- **YOUR GOAL**
Please write out, exactly as given, every line of the entries below up to and including the line with "a live channel.".

- **INFORMATION SHOWN**
---------------

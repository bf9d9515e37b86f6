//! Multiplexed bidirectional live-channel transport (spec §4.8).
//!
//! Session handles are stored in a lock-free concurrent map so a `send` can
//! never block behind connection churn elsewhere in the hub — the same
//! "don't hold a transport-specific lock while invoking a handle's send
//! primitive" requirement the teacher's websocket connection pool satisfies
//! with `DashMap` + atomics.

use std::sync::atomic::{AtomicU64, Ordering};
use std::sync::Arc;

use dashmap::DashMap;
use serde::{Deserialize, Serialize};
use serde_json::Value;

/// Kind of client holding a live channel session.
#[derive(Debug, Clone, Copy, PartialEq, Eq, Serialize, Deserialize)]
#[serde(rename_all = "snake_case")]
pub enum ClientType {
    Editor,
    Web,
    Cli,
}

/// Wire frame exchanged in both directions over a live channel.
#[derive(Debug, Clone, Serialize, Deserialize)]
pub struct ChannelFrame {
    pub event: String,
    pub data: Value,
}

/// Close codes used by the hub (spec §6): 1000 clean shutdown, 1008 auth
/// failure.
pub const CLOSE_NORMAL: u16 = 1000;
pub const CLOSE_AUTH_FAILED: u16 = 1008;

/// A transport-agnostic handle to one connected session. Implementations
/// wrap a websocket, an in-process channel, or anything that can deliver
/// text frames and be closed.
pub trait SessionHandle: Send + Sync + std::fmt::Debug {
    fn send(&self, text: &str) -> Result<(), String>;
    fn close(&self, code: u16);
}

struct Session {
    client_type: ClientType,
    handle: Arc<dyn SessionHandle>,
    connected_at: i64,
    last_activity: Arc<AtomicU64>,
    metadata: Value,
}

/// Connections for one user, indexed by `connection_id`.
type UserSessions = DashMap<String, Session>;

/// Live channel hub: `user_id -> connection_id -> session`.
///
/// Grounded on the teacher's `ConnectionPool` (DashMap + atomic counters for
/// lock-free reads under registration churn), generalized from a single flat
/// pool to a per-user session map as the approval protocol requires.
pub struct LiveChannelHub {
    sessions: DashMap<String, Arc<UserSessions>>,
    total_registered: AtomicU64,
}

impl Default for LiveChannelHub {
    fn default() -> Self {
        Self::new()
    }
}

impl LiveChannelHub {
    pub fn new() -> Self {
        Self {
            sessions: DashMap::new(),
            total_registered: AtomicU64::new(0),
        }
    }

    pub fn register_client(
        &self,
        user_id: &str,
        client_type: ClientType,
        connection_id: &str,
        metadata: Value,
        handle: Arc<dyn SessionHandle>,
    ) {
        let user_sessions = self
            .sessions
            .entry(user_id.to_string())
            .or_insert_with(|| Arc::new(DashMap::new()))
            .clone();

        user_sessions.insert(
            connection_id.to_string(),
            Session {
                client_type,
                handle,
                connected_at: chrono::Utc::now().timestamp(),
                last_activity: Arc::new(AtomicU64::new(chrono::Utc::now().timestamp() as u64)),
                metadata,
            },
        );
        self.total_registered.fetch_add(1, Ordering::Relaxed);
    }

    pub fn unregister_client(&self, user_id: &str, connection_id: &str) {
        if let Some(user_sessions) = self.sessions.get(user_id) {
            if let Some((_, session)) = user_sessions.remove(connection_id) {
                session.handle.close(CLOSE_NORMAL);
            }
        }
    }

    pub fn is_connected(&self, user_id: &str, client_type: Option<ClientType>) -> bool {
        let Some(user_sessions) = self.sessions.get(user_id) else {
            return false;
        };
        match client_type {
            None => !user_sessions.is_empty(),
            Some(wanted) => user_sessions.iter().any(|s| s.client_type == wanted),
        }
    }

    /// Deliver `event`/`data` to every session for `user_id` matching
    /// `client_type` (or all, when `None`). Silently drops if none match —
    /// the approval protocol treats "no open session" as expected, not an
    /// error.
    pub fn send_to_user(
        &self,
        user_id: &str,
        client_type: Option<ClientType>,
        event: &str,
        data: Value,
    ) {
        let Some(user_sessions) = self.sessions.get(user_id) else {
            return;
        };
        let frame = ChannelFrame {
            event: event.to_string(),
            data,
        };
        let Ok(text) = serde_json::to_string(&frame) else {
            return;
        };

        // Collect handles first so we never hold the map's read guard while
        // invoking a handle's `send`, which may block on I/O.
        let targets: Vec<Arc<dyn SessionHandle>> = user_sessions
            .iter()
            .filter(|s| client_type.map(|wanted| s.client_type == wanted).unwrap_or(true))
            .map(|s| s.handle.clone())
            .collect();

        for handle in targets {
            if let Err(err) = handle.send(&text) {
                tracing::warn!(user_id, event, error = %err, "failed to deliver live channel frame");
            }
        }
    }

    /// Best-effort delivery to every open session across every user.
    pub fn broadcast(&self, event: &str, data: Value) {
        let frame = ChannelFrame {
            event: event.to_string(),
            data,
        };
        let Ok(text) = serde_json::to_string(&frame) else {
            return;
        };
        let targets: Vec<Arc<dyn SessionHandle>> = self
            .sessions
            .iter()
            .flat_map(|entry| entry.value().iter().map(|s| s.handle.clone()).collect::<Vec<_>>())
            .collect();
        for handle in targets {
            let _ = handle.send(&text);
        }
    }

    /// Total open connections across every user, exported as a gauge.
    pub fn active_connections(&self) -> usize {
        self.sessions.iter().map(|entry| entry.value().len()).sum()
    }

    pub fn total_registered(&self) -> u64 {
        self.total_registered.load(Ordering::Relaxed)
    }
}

---------------

- **TASK RESPONSE**
repository bf9d9515e37b86f6
//! Multiplexed bidirectional live-channel transport (spec §4.8).
//!
//! Session handles are stored in a lock-free concurrent map so a `send` can
//! never block behind connection churn elsewhere in the hub — the same
//! "don't hold a transport-specific lock while invoking a handle's send
//! primitive" requirement the teacher's websocket connection pool satisfies
//! with `DashMap` + atomics.

use std::sync::atomic::{AtomicU64, Ordering};
use std::sync::Arc;

use dashmap::DashMap;
use serde::{Deserialize, Serialize};
use serde_json::Value;

/// Kind of client holding a live channel session.
#[derive(Debug, Clone, Copy, PartialEq, Eq, Serialize, Deserialize)]
#[serde(rename_all = "snake_case")]
pub enum ClientType {
    Editor,
    Web,
    Cli,
}

/// Wire frame exchanged in both directions over a live channel.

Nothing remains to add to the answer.